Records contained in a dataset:
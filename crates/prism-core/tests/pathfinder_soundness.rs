// SPDX-License-Identifier: Apache-2.0

//! Pathfinder soundness: returned paths type-check end to end, and an
//! auto-only `None` really means no short auto path exists.

#![allow(missing_docs)]

use prism_core::transform::pathfind::{PathCtx, Pathfinder};
use prism_core::transform::{AdapterPolicy, TransformRegistry};
use prism_core::{assignable, DomainKind, TypeDesc, World};

fn all_types() -> Vec<TypeDesc> {
    let domains = [
        DomainKind::Float,
        DomainKind::Phase,
        DomainKind::Unit,
        DomainKind::Duration,
        DomainKind::Color,
        DomainKind::Vec2,
        DomainKind::Point,
        DomainKind::Time,
        DomainKind::Rate,
        DomainKind::Bool,
    ];
    let mut types = Vec::new();
    for world in [World::Scalar, World::Signal, World::Field] {
        for domain in domains {
            types.push(TypeDesc::new(world, domain));
        }
    }
    types.push(TypeDesc::event());
    types
}

/// Applies a path's adapters over a starting type, if the chain matches.
fn walk(reg: &TransformRegistry, from: TypeDesc, steps: &[&str]) -> Option<TypeDesc> {
    let mut current = from;
    for name in steps {
        let def = reg.get(name)?;
        if !def.input_matches(&current) {
            return None;
        }
        current = def.output_type(&current);
    }
    Some(current)
}

/// Brute-force: does any auto-only path of length ≤ 2 exist?
fn exhaustive_auto_path(reg: &TransformRegistry, from: &TypeDesc, to: &TypeDesc) -> bool {
    let autos: Vec<_> = reg
        .adapters()
        .filter(|d| d.policy() == Some(AdapterPolicy::Auto))
        .collect();
    for head in &autos {
        if !head.input_matches(from) {
            continue;
        }
        let mid = head.output_type(from);
        if assignable(&mid, to) {
            return true;
        }
        for tail in &autos {
            if tail.input_matches(&mid) && assignable(&tail.output_type(&mid), to) {
                return true;
            }
        }
    }
    false
}

#[test]
fn returned_paths_always_type_check() {
    let reg = TransformRegistry::with_catalog().expect("catalog");
    let mut finder = Pathfinder::new();
    let ctx = PathCtx {
        allow_explicit: true,
        allow_heavy: true,
    };
    for from in all_types() {
        for to in all_types() {
            if let Some(path) = finder.find(&reg, &from, &to, ctx) {
                let end = walk(&reg, from, &path.steps)
                    .unwrap_or_else(|| panic!("path {:?} does not chain from {from}", path.steps));
                assert!(
                    assignable(&end, &to),
                    "path {:?} ends at {end}, not assignable to {to}",
                    path.steps
                );
                assert!(path.steps.len() <= 2);
            }
        }
    }
}

#[test]
fn auto_only_none_is_complete() {
    let reg = TransformRegistry::with_catalog().expect("catalog");
    let mut finder = Pathfinder::new();
    for from in all_types() {
        for to in all_types() {
            let found = finder.find(&reg, &from, &to, PathCtx::default());
            let confirmed_auto = found
                .as_ref()
                .is_some_and(|p| !p.requires_confirmation && !p.steps.is_empty());
            if !confirmed_auto && !assignable(&from, &to) {
                assert!(
                    !exhaustive_auto_path(&reg, &from, &to),
                    "pathfinder missed an auto path {from} → {to}"
                );
            }
        }
    }
}

#[test]
fn selection_prefers_cheaper_then_shorter_paths() {
    let reg = TransformRegistry::with_catalog().expect("catalog");
    let mut finder = Pathfinder::new();
    // scalar:float → field:float: one medium broadcast (4) beats
    // const-to-signal + broadcast (1 + 4).
    let path = finder
        .find(
            &reg,
            &TypeDesc::scalar(DomainKind::Float),
            &TypeDesc::field(DomainKind::Float),
            PathCtx::default(),
        )
        .expect("path must exist");
    assert_eq!(path.steps, vec!["BroadcastScalarToField"]);
    assert_eq!(path.total_cost, 4);
}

Assigned task: Pull every line containing "head" out of the records.

Answer section:
    for head in &autos {
        if !head.input_matches(from) {
        let mid = head.output_type(from);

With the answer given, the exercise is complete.